Blue-enriched white light in the workplace improves self-reported alertness, performance and sleep quality

Energy Saving LampResearch carried out at the Surrey Sleep Centre at the University of Surrey in partnership with Philips Lighting has revealed that changing traditional white-light lighting to blue-enriched white light helped office workers stay more alert and less sleepy during the day.
 
The research also showed improvements in subjective measures of positive moods, work performance, fatigue in the evening, irritability, ability to concentrate and focus and eye strain.
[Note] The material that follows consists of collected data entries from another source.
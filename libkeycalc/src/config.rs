//! Configuration management for keycalc

use serde::{Deserialize, Serialize};
use std::path::{Path, PathBuf};

use crate::error::ConfigError;
use crate::logging::LogFormat;

#[derive(Debug, Clone, Default, PartialEq, Serialize, Deserialize)]
#[serde(default)]
pub struct Config {
    pub display: DisplayConfig,
    pub keys: KeyBindings,
    pub logging: LogConfig,
}

#[derive(Debug, Clone, PartialEq, Serialize, Deserialize)]
#[serde(default)]
pub struct DisplayConfig {
    /// Show the running result after every keystroke
    pub preview: bool,
    pub colors: bool,
}

/// Letters pressed together with Ctrl for the two control gestures
#[derive(Debug, Clone, Copy, PartialEq, Eq, Serialize, Deserialize)]
#[serde(default)]
pub struct KeyBindings {
    pub reset: char,
    pub quit: char,
}

#[derive(Debug, Clone, PartialEq, Serialize, Deserialize)]
#[serde(default)]
pub struct LogConfig {
    pub level: String,
    pub format: LogFormat,
    /// Log file; defaults to `keycalc.log` in the data directory
    pub file: Option<String>,
}

impl Default for DisplayConfig {
    fn default() -> Self {
        Self {
            preview: true,
            colors: true,
        }
    }
}

impl Default for KeyBindings {
    fn default() -> Self {
        Self {
            reset: 'r',
            quit: 'q',
        }
    }
}

impl Default for LogConfig {
    fn default() -> Self {
        Self {
            level: "info".to_string(),
            format: LogFormat::Text,
            file: None,
        }
    }
}

impl Config {
    /// Load configuration from the default location, falling back to defaults if absent
    pub fn load() -> Result<Self, ConfigError> {
        let config_path = resolve_config_path()?;
        Self::load_or_default(&config_path)
    }

    /// Load from `path` if it exists, otherwise return the defaults
    pub fn load_or_default(path: &Path) -> Result<Self, ConfigError> {
        if !path.exists() {
            tracing::debug!(path = %path.display(), "no config file, using defaults");
            return Ok(Self::default());
        }
        Self::load_from_path(path)
    }

    /// Load configuration from a specific path
    pub fn load_from_path(path: &Path) -> Result<Self, ConfigError> {
        let content = std::fs::read_to_string(path).map_err(ConfigError::ReadError)?;
        let config: Config = toml::from_str(&content).map_err(ConfigError::ParseError)?;
        config.validate()?;
        Ok(config)
    }

    pub fn validate(&self) -> Result<(), ConfigError> {
        let KeyBindings { reset, quit } = self.keys;

        for (name, key) in [("keys.reset", reset), ("keys.quit", quit)] {
            if !key.is_ascii_alphabetic() {
                return Err(ConfigError::Invalid(format!(
                    "{} must be a letter, got '{}'",
                    name, key
                )));
            }
        }

        if reset.eq_ignore_ascii_case(&quit) {
            return Err(ConfigError::Invalid(
                "keys.reset and keys.quit must differ".to_string(),
            ));
        }

        Ok(())
    }

    /// Resolved log file path
    pub fn log_file(&self) -> Result<PathBuf, ConfigError> {
        match self.logging.file {
            Some(ref file) => Ok(PathBuf::from(shellexpand::tilde(file).to_string())),
            None => Ok(resolve_data_path()?.join("keycalc.log")),
        }
    }
}

/// Resolve the configuration file path following the XDG Base Directory layout
pub fn resolve_config_path() -> Result<PathBuf, ConfigError> {
    if let Ok(path) = std::env::var("KEYCALC_CONFIG") {
        return Ok(PathBuf::from(shellexpand::tilde(&path).to_string()));
    }

    let config_dir = dirs::config_dir()
        .ok_or_else(|| ConfigError::MissingField("config directory".to_string()))?;

    Ok(config_dir.join("keycalc").join("config.toml"))
}

/// Resolve the data directory path following the XDG Base Directory layout
pub fn resolve_data_path() -> Result<PathBuf, ConfigError> {
    let data_dir = dirs::data_dir()
        .ok_or_else(|| ConfigError::MissingField("data directory".to_string()))?;

    Ok(data_dir.join("keycalc"))
}
//! CLI integration tests for keycalc --replay

use assert_cmd::Command;
use predicates::prelude::*;
use std::fs;
use tempfile::TempDir;

/// Command isolated from any config in the user's home
fn keycalc(temp: &TempDir) -> Command {
    let mut cmd = Command::cargo_bin("keycalc").unwrap();
    cmd.env("KEYCALC_CONFIG", temp.path().join("absent.toml"));
    cmd.env("NO_COLOR", "1");
    cmd
}

#[test]
fn test_replay_prints_final_result() {
    let temp = TempDir::new().unwrap();

    keycalc(&temp)
        .args(["--replay", "5+3="])
        .assert()
        .success()
        .stdout(predicate::str::contains("=      8"))
        .stdout(predicate::str::contains(
            "Please press 'Ctrl + R' to reset or 'Ctrl + Q' to close the calculator",
        ));
}

#[test]
fn test_replay_division_by_zero_keeps_running() {
    let temp = TempDir::new().unwrap();

    keycalc(&temp)
        .args(["--replay", "9/0=b3="])
        .assert()
        .success()
        .stderr(predicate::str::contains("Cannot perform division by zero."))
        .stdout(predicate::str::contains("=      3"));
}

#[test]
fn test_replay_preview_before_equals() {
    let temp = TempDir::new().unwrap();

    keycalc(&temp)
        .args(["--replay", "1.5*4"])
        .assert()
        .success()
        .stdout(predicate::str::contains("=      6.0"))
        .stdout(predicate::str::contains("Please press").not());
}

#[test]
fn test_no_preview_hides_running_result() {
    let temp = TempDir::new().unwrap();

    keycalc(&temp)
        .args(["--replay", "5+3", "--no-preview"])
        .assert()
        .success()
        .stdout(predicate::str::contains("=      8").not());
}

#[test]
fn test_config_file_disables_preview() {
    let temp = TempDir::new().unwrap();
    let config_path = temp.path().join("config.toml");
    fs::write(&config_path, "[display]\npreview = false\n").unwrap();

    keycalc(&temp)
        .args(["--config", config_path.to_str().unwrap(), "--replay", "5+3"])
        .assert()
        .success()
        .stdout(predicate::str::contains("=      8").not());
}

#[test]
fn test_invalid_config_fails() {
    let temp = TempDir::new().unwrap();
    let config_path = temp.path().join("config.toml");
    fs::write(&config_path, "[keys]\nreset = \"q\"\n").unwrap();

    keycalc(&temp)
        .args(["--config", config_path.to_str().unwrap(), "--replay", "1"])
        .assert()
        .failure()
        .stderr(predicate::str::contains("Failed to load configuration"));
}

#[test]
fn test_missing_explicit_config_fails() {
    let temp = TempDir::new().unwrap();
    let missing = temp.path().join("nope.toml");

    keycalc(&temp)
        .args(["--config", missing.to_str().unwrap(), "--replay", "1"])
        .assert()
        .failure();
}

#[test]
fn test_verbose_replay_logs_keystrokes() {
    let temp = TempDir::new().unwrap();

    keycalc(&temp)
        .env_remove("RUST_LOG")
        .args(["-v", "--replay", "5+3="])
        .assert()
        .success()
        .stderr(predicate::str::contains("keystroke applied"))
        .stdout(predicate::str::contains("=      8"));
}

#[test]
fn test_out_of_range_operand_reports_unexpected_error() {
    let temp = TempDir::new().unwrap();
    let keys = format!("{}+1=", "9".repeat(29));

    keycalc(&temp)
        .args(["--replay", keys.as_str()])
        .assert()
        .success()
        .stderr(predicate::str::contains("An unexpected error occurred"))
        .stderr(predicate::str::contains("Input format error").not());
}

#[test]
fn test_help_mentions_replay() {
    let temp = TempDir::new().unwrap();

    keycalc(&temp)
        .arg("--help")
        .assert()
        .success()
        .stdout(predicate::str::contains("--replay"));
}
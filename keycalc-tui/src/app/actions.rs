//! Actions for the reducer pattern
//!
//! All state transitions are triggered by actions. This module defines
//! all possible actions that can modify application state.

use crossterm::event::KeyEvent;
use libkeycalc::Key;

/// Actions that trigger state transitions
///
/// Actions are plain data describing what happened; the reducer
/// (see `reducer.rs`) applies them to state.
#[derive(Debug, Clone)]
pub enum Action {
    // === UI Events ===
    /// Raw keyboard event, translated through the keymap
    Key(KeyEvent),

    /// Terminal resize event
    Resize(u16, u16),

    // === Calculator ===
    /// A recognized calculator keystroke
    Input(Key),

    // === Error Handling ===
    /// Dismiss error overlay
    DismissError,
}
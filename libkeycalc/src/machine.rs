//! Input state machine
//!
//! A [`Session`] consumes one [`Key`] at a time. Operator keys resolve any
//! pending computation through the [`Calculator`] and log the operand that
//! was just entered; `=` finalizes the session until it is reset.
//!
//! Keystrokes are atomic: a key whose resolve step fails leaves the session
//! exactly as it was before the key was pressed.

use rust_decimal::Decimal;
use tracing::debug;

use crate::engine::{parse_operand, Calculator};
use crate::error::{CalcError, Result};
use crate::operation::Operator;
use crate::steps::StepLog;

/// A recognized keystroke
#[derive(Debug, Clone, Copy, PartialEq, Eq)]
pub enum Key {
    Digit(char),
    Point,
    Operator(Operator),
    Equals,
    Backspace,
    Reset,
    Quit,
}

impl Key {
    /// Map a typed character to a key; anything unrecognized is `None`
    ///
    /// Reset and quit are control gestures and have no character form.
    pub fn from_char(c: char) -> Option<Self> {
        match c {
            '0'..='9' => Some(Key::Digit(c)),
            '.' => Some(Key::Point),
            '=' => Some(Key::Equals),
            '\u{8}' | '\u{7f}' => Some(Key::Backspace),
            _ => Operator::from_symbol(c).map(Key::Operator),
        }
    }
}

/// The operator currently in effect
#[derive(Debug, Clone, Copy, PartialEq, Eq)]
pub enum ActiveOperator {
    Pending(Operator),
    /// `=` was pressed; only reset or quit are accepted
    Finalized,
}

impl ActiveOperator {
    pub fn symbol(self) -> char {
        match self {
            ActiveOperator::Pending(op) => op.symbol(),
            ActiveOperator::Finalized => '=',
        }
    }
}

impl std::fmt::Display for ActiveOperator {
    fn fmt(&self, f: &mut std::fmt::Formatter<'_>) -> std::fmt::Result {
        write!(f, "{}", self.symbol())
    }
}

#[derive(Debug, Clone, Copy, PartialEq, Eq)]
pub enum Phase {
    /// Nothing entered yet
    Idle,
    /// Digits are being typed
    Accumulating,
    /// An operator was chosen, waiting for the next operand
    OperatorPending,
    /// Finalized by `=`
    Resolved,
}

/// What a keystroke did to the session
#[derive(Debug, Clone, Copy, PartialEq, Eq)]
pub enum Transition {
    /// Not a key the current phase accepts
    Ignored,
    /// Operand text changed
    Edited,
    /// An operator was applied
    Committed,
    /// `=` finalized the calculation
    Resolved,
    Reset,
    Quit,
}

#[derive(Debug, Clone, PartialEq, Eq)]
pub struct Session {
    first_operand: String,
    entry: String,
    operator: ActiveOperator,
    steps: StepLog,
    exit: bool,
}

impl Default for Session {
    fn default() -> Self {
        Self {
            first_operand: String::new(),
            entry: String::new(),
            operator: ActiveOperator::Pending(Operator::Add),
            steps: StepLog::new(),
            exit: false,
        }
    }
}

impl Session {
    pub fn new() -> Self {
        Self::default()
    }

    /// Resolved left-hand value, as decimal text
    pub fn first_operand(&self) -> &str {
        &self.first_operand
    }

    /// Operand text typed since the last operator
    pub fn entry(&self) -> &str {
        &self.entry
    }

    pub fn operator(&self) -> ActiveOperator {
        self.operator
    }

    pub fn steps(&self) -> &StepLog {
        &self.steps
    }

    pub fn exit_requested(&self) -> bool {
        self.exit
    }

    pub fn phase(&self) -> Phase {
        if self.operator == ActiveOperator::Finalized {
            Phase::Resolved
        } else if !self.entry.is_empty() {
            Phase::Accumulating
        } else if !self.first_operand.is_empty() {
            Phase::OperatorPending
        } else {
            Phase::Idle
        }
    }

    /// Apply one keystroke
    ///
    /// On error the session is left untouched.
    pub fn handle(&mut self, engine: &Calculator, key: Key) -> Result<Transition> {
        let mut next = self.clone();
        let transition = next.apply(engine, key)?;

        debug!(
            ?key,
            ?transition,
            phase = ?next.phase(),
            first = %next.first_operand,
            entry = %next.entry,
            "keystroke applied"
        );

        *self = next;
        Ok(transition)
    }

    /// Result the session would show if `=` were pressed now, without committing it
    ///
    /// `None` until a step has been logged. When nothing has been typed
    /// since the last operator, that operator's identity stands in for the
    /// right operand. Once finalized, this is the committed result.
    pub fn preview(&self, engine: &Calculator) -> Option<Result<Decimal>> {
        if self.steps.is_empty() {
            return None;
        }

        let preview = match self.operator {
            ActiveOperator::Finalized => parse_operand(&self.first_operand),
            ActiveOperator::Pending(op) => parse_operand(&self.first_operand).and_then(|part1| {
                let part2 = if self.entry.is_empty() {
                    op.identity()
                } else {
                    parse_operand(&self.entry)?
                };
                engine.calculate(op.symbol(), part1, part2)
            }),
        };

        Some(preview)
    }

    fn apply(&mut self, engine: &Calculator, key: Key) -> Result<Transition> {
        let control = matches!(key, Key::Reset | Key::Quit);
        if self.operator == ActiveOperator::Finalized && !control {
            return Ok(Transition::Ignored);
        }

        let transition = match key {
            Key::Reset => {
                *self = Session::new();
                Transition::Reset
            }
            Key::Quit => {
                self.exit = true;
                Transition::Quit
            }
            Key::Operator(op) => {
                self.resolve(engine)?;
                self.operator = ActiveOperator::Pending(op);
                Transition::Committed
            }
            Key::Equals => {
                self.resolve(engine)?;
                self.operator = ActiveOperator::Finalized;
                Transition::Resolved
            }
            Key::Point if self.entry.contains('.') => Transition::Ignored,
            Key::Point => {
                self.entry.push('.');
                Transition::Edited
            }
            Key::Backspace => match self.entry.pop() {
                Some(_) => Transition::Edited,
                None => Transition::Ignored,
            },
            Key::Digit(c) if c.is_ascii_digit() => {
                self.entry.push(c);
                Transition::Edited
            }
            Key::Digit(_) => Transition::Ignored,
        };

        Ok(transition)
    }

    /// Log the entry under the previous operator and fold it into the first operand
    fn resolve(&mut self, engine: &Calculator) -> Result<()> {
        let ActiveOperator::Pending(previous) = self.operator else {
            return Err(CalcError::InvalidOperation(self.operator.symbol()));
        };
        let should_calculate = !self.first_operand.is_empty() && !self.entry.is_empty();

        self.steps.add(&self.entry, previous);

        if should_calculate {
            let result = engine.calculate_text(previous.symbol(), &self.first_operand, &self.entry)?;
            self.first_operand = result.to_string();
        } else if self.first_operand.is_empty() {
            self.first_operand = self.entry.clone();
        }

        self.entry.clear();
        Ok(())
    }
}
The workers also reported improved sleep at night.
 
The blue-enriched white light is thought to be more effective because it targets a recently discovered novel photoreceptor in the eye.
 
The research was conducted on 104 white-collar workers on two office floors. After baseline assessments under existing lighting conditions, every participant was exposed to two new lighting conditions, each lasting four weeks.
 
One consisted of blue-enriched white light (17 000 K) and the other of white light (4000 K). The order was balanced between the floors. Questionnaire and rating scales were used to assess alertness, mood, sleep quality, performance, mental effort, headache and eye strain, and mood throughout the eight-week intervention.
 
Professor Derk-Jan Dijk, who lead the experiment comments, “This research may indeed imply that our currently used artificial office lighting is suboptimal for maintaining alertness.”
 
The research was published in the Scandinavian Journal of Work, Environment & Health.
 
Author Information:
 
Viola AU, James LM, Schlangen LJM, Dijk D-J. Blue-enriched white light in the workplace improves self-reported alertness, performance and sleep quality. Scand J Work Environ Health 2008;34(4):297-306.
 
Full Abstract:
 
OBJECTIVES:
Specifications and standards for lighting installations in occupational settings are based on the spectral sensitivity of the classical visual system and do not take into account the recently discovered melanopsin-based, blue-light-sensitive photoreceptive system. The authors investigated the effects of exposure to blue-enriched white light during daytime workhours in an office setting.
 
METHODS:
The experiment was conducted on 104 white-collar workers on two office floors. After baseline assessments under existing lighting conditions, every participant was exposed to two new lighting conditions, each lasting 4 weeks. One consisted of blue-enriched white light (17 000 K) and the other of white light (4000 K). The order was balanced between the floors. Questionnaire and rating scales were used to assess alertness, mood, sleep quality, performance, mental effort, headache and eye strain, and mood throughout the 8-week intervention.
 
RESULTS:
Altogether 94 participants [mean age 36.4 (SD 10.2) years] were included in the analysis. Compared with white light (4000 K), blue-enriched white light (17 000 K) improved the subjective measures of alertness (P<0.0001), positive mood (P=0.0001), performance (P<0.0001), evening fatigue (P=0.0001), irritability (P=0.004), concentration (P<0.0001), and eye discomfort (P=0.002). Daytime sleepiness was reduced (P=0.0001), and the quality of subjective nocturnal sleep (P=0.016) was improved under blue-enriched white light. When the participants’ expectation about the effect of the light treatments was entered into the analysis as a covariate, significant effects persisted for performance, alertness, evening fatigue, irritability, difficulty focusing, concentrating, and blurred vision.
 
CONCLUSIONS:
Exposure to blue-enriched white light during daytime workhours improves subjective alertness, performance, and evening fatigue.